The code below uses Z-Algorithm.
#include <bits/stdc++.h>
using namespace std;
string T, P, S;
int Z[2000005];
int main() {
ios_base::sync_with_stdio(0); cin.tie(0);
cin >> T >> P;
S = P + "$" + T;
int n = (int)S.size();
for (int i = 1, l = 0, r = 0; i < n; i++) {
if (i <= r)
Z[i] = min(Z[i - l], r - i + 1);
while (i + Z[i] < n && S[Z[i]] == S[i + Z[i]])
Z[i]++;
if (i + Z[i] - 1 > r)
l = i, r = i + Z[i] - 1;
}
int ans = 0;
for (int i = P.size() + 1; i < S.size(); i++)
if (Z[i] == P.size())
ans++;
cout << ans << '\n';
}
3. Finding Borders
This problem can be done with hashing. We will hash the entire string, and for each prefix we check if the corresponding suffix has the same hash value
#include <bits/stdc++.h>
using namespace std;
const ll R = 9973, MOD = 99999989;
string S;
ll H[1000005], P = 1;
int main() {
cin >> S;
for (int i = 0; i < S.size(); i++)
H[i] = ((i == 0 ? 0 : H[i - 1]) * R + (ll)S[i]) % MOD;
for (int k = 1; k < (int)S.size(); k++) {
P = (P * R) % MOD;
ll suf = (H[S.size() - 1] - (P * H[S.size() - k - 1]) % MOD + MOD) % MOD;
if (H[k - 1] == suf)
cout << k << ' ';
}
cout << '\n';
}
4. Finding Periods
We can use a modified KMP/Z-Algorithm to calculate the prefix/z-function. Then it suffices for each index $$$i \in [0, n)$$$ to check if $$$i + Z_i \geq n$$$.
#include <bits/stdc++.h>
using namespace std;
string S;
int Z[1000005];
int main() {
cin >> S;
int n = (int)S.size();
for (int i = 1, l = 0, r = 0; i < n; i++) {
if (i <= r)
Z[i] = min(Z[i - l], r - i + 1);
while (i + Z[i] < n && S[Z[i]] == S[i + Z[i]])
Z[i]++;
if (i + Z[i] - 1 > r)
l = i, r = i + Z[i] - 1;
}
for (int i = 0; i < n; i++)
if (i + Z[i] >= n)
cout << i << ' ';
cout << n << '\n';
}
5. Minimal Rotation
Multiple solution methods can be found here. Interestingly enough, $$$\mathcal{O}(n \log n)$$$ suffix array seems to TLE, but I have not tried a linear suffix array method yet.

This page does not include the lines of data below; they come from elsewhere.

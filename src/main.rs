use anyhow::{anyhow, bail, Context};
use clap::Parser;
use hospital_finder::{
    sdk::config::FinderConfig,
    sdk::hospitals::{Hospital, HospitalDirectory},
    sdk::routing::Coord,
    sdk::session::FinderSession,
    sdk::specialties::SpecialtyCatalog,
    sdk::util::log::init_logging,
};
use serde::Serialize;
use std::{fs::File, io::Write, path::PathBuf, sync::Arc};

/// Find hospitals for a medical specialty, sorted by driving time from an address
#[derive(Parser, Debug)]
#[command(version, about, long_about = None)]
struct Cli {
    /// Starting address (e.g., "Banegårdspladsen 1, 8000 Aarhus")
    #[arg(short, long, required_unless_present = "list_specialties")]
    address: Option<String>,

    /// Specialty to filter on (e.g., "Kardiologi"); all hospitals if omitted
    #[arg(short, long)]
    specialty: Option<String>,

    /// Which address suggestion to use, counted from 0
    #[arg(long, default_value_t = 0)]
    pick: usize,

    /// Also fetch the driving route to the closest hospital
    #[arg(long)]
    route: bool,

    /// Write the result JSON to this file instead of stdout
    #[arg(short, long)]
    output: Option<PathBuf>,

    /// Print the known specialties and exit
    #[arg(long)]
    list_specialties: bool,
}

#[derive(Serialize)]
struct RouteReport {
    hospital_id: String,
    points: usize,
    distance: f64,
    duration: f64,
    coordinates: Vec<Coord>,
}

#[derive(Serialize)]
struct Report {
    origin: Option<Coord>,
    origin_label: Option<String>,
    specialty: String,
    hospitals: Vec<Hospital>,
    #[serde(skip_serializing_if = "Option::is_none")]
    route: Option<RouteReport>,
}

#[tokio::main]
async fn main() -> anyhow::Result<()> {
    dotenvy::dotenv().ok();
    init_logging();

    let cli = Cli::parse();
    let config = FinderConfig::from_env().context("Invalid configuration")?;

    let catalog = SpecialtyCatalog::new(&config.specialties_path).with_context(|| {
        format!("Failed to load specialties from {}", config.specialties_path.display())
    })?;

    if cli.list_specialties {
        for name in catalog.names() {
            println!("{}", name);
        }
        return Ok(());
    }

    let directory = HospitalDirectory::load(&config.hospitals_path).with_context(|| {
        format!("Failed to load hospitals from {}", config.hospitals_path.display())
    })?;
    for label in directory.specialties_in_use() {
        if !catalog.contains(&label) {
            log::warn!("Specialty {:?} is used by hospitals but not in the catalog", label);
        }
    }
    log::info!(
        "Loaded {} hospitals and {} specialties",
        directory.len(),
        catalog.names().len()
    );

    let specialty = match cli.specialty.as_deref() {
        Some(wanted) => catalog
            .find(wanted)
            .map(str::to_string)
            .ok_or_else(|| {
                anyhow!(
                    "Unknown specialty {:?}. Known: {}",
                    wanted,
                    catalog.names().join(", ")
                )
            })?,
        None => String::new(),
    };

    let mut session = FinderSession::from_config(&config, Arc::new(directory))?;

    // --- Resolve the origin ---
    let address = cli.address.unwrap_or_default();
    let candidates = session.search_address(&address).await;
    if candidates.is_empty() {
        bail!("No address suggestions for {:?}", address);
    }
    for (i, candidate) in candidates.iter().enumerate() {
        log::info!("[{}] {}", i, candidate.text);
    }
    session
        .select_candidate(cli.pick)
        .await
        .ok_or_else(|| anyhow!("There is no suggestion #{}", cli.pick))?;

    // --- Filter and rank ---
    session.set_specialty(&specialty).await;
    let hospitals = session.displayed();
    if hospitals.iter().any(|h| h.estimated) {
        log::warn!("Some travel times are estimates, the routing service did not answer");
    }

    let route = match (cli.route, hospitals.first()) {
        (true, Some(closest)) => session
            .hover_hospital(Some(&closest.id))
            .await
            .map(|geometry| RouteReport {
                hospital_id: closest.id.clone(),
                points: geometry.coordinates.len(),
                distance: geometry.distance,
                duration: geometry.duration,
                coordinates: geometry.coordinates.clone(),
            }),
        _ => None,
    };
    if cli.route && route.is_none() {
        log::warn!("No route could be drawn to the closest hospital");
    }

    let state = session.state();
    let report = Report {
        origin: state.origin,
        origin_label: state.origin_label.clone(),
        specialty,
        hospitals,
        route,
    };

    let json_output = serde_json::to_string_pretty(&report)?;
    match cli.output {
        Some(path) => {
            let mut file = File::create(&path)
                .with_context(|| format!("Failed to create {}", path.display()))?;
            file.write_all(json_output.as_bytes())?;
            log::info!("Results written to {}", path.display());
        }
        None => println!("{}", json_output),
    }

    Ok(())
}
use env_logger::{Builder, Env};

/// HTTP client crates are chatty at `debug`; keep them at `warn` unless asked.
const DEFAULT_FILTER: &str = "info,reqwest=warn,hyper_util=warn";

/// Initialises `env_logger` from `RUST_LOG`, falling back to [`DEFAULT_FILTER`].
pub fn init_logging() {
    Builder::from_env(Env::default().default_filter_or(DEFAULT_FILTER))
        .format_timestamp_secs()
        .format_module_path(false)
        .init();
}
use async_trait::async_trait;
use reqwest::Client;
use serde::Deserialize;
use std::time::Duration;

use super::error::AddressError;
use super::service::{AddressCandidate, AddressLookup};

// --- DAWA autocomplete payload ---
#[derive(Deserialize, Debug)]
struct DawaSuggestion {
    tekst: String,
    adresse: DawaAddress,
}

#[derive(Deserialize, Debug)]
struct DawaAddress {
    id: String,
    #[serde(default)]
    vejnavn: String,
    #[serde(default)]
    husnr: String,
    #[serde(default)]
    postnr: String,
    #[serde(default)]
    postnrnavn: String,
    x: f64, // lon
    y: f64, // lat
}

impl DawaSuggestion {
    fn into_candidate(self) -> AddressCandidate {
        AddressCandidate {
            text: self.tekst,
            coordinate: (self.adresse.x, self.adresse.y),
            id: self.adresse.id,
            street: self.adresse.vejnavn,
            house_number: self.adresse.husnr,
            postcode: self.adresse.postnr,
            city: self.adresse.postnrnavn,
        }
    }
}

fn parse_suggestions(text: &str) -> Result<Vec<AddressCandidate>, AddressError> {
    let suggestions: Vec<DawaSuggestion> = serde_json::from_str(text)?;
    Ok(suggestions
        .into_iter()
        .map(DawaSuggestion::into_candidate)
        .collect())
}

/// Danish address autocomplete (Dataforsyningen / DAWA).
pub struct DawaClient {
    client: Client,
    base_url: String,
}

impl DawaClient {
    pub fn new(base_url: String, timeout: Duration) -> Result<Self, AddressError> {
        Ok(Self {
            client: Client::builder().timeout(timeout).build()?,
            base_url: base_url.trim_end_matches('/').to_string(),
        })
    }
}

#[async_trait]
impl AddressLookup for DawaClient {
    async fn autocomplete(&self, query: &str) -> Result<Vec<AddressCandidate>, AddressError> {
        let url = format!("{}/adresser/autocomplete", self.base_url);
        log::debug!("[DAWA] autocomplete for \"{}\"", query);

        let response = self.client.get(&url).query(&[("q", query)]).send().await?;
        let status = response.status();
        let text = response.text().await?;

        if !status.is_success() {
            return Err(AddressError::Status {
                status: status.as_u16(),
                body: text,
            });
        }

        parse_suggestions(&text).map_err(|e| {
            log::error!("Failed to parse DAWA response. Error: {}. Body: {}", e, text);
            e
        })
    }
}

def least_rotation(S: str) -> int:
"""Booth's algorithm."""
S += S # Concatenate string to it self to avoid modular arithmetic
f = [-1] * len(S) # Failure function
k = 0 # Least rotation of string found so far
for j in range(1, len(S)):
sj = S[j]
i = f[j - k - 1]
while i != -1 and sj != S[k + i + 1]:
if sj < S[k + i + 1]:
k = j - i - 1
i = f[i]
if sj != S[k + i + 1]: # if sj != S[k+i+1], then i == -1
if sj < S[k]: # k+i+1 = k
k = j
f[j - k] = -1
else:
f[j - k] = i + 1
return k
S = input("")
i = least_rotation(S)
print(S[i:] + S[:i])
6. Longest Palindrome
This is a textbook application of Manacher's Algorithm.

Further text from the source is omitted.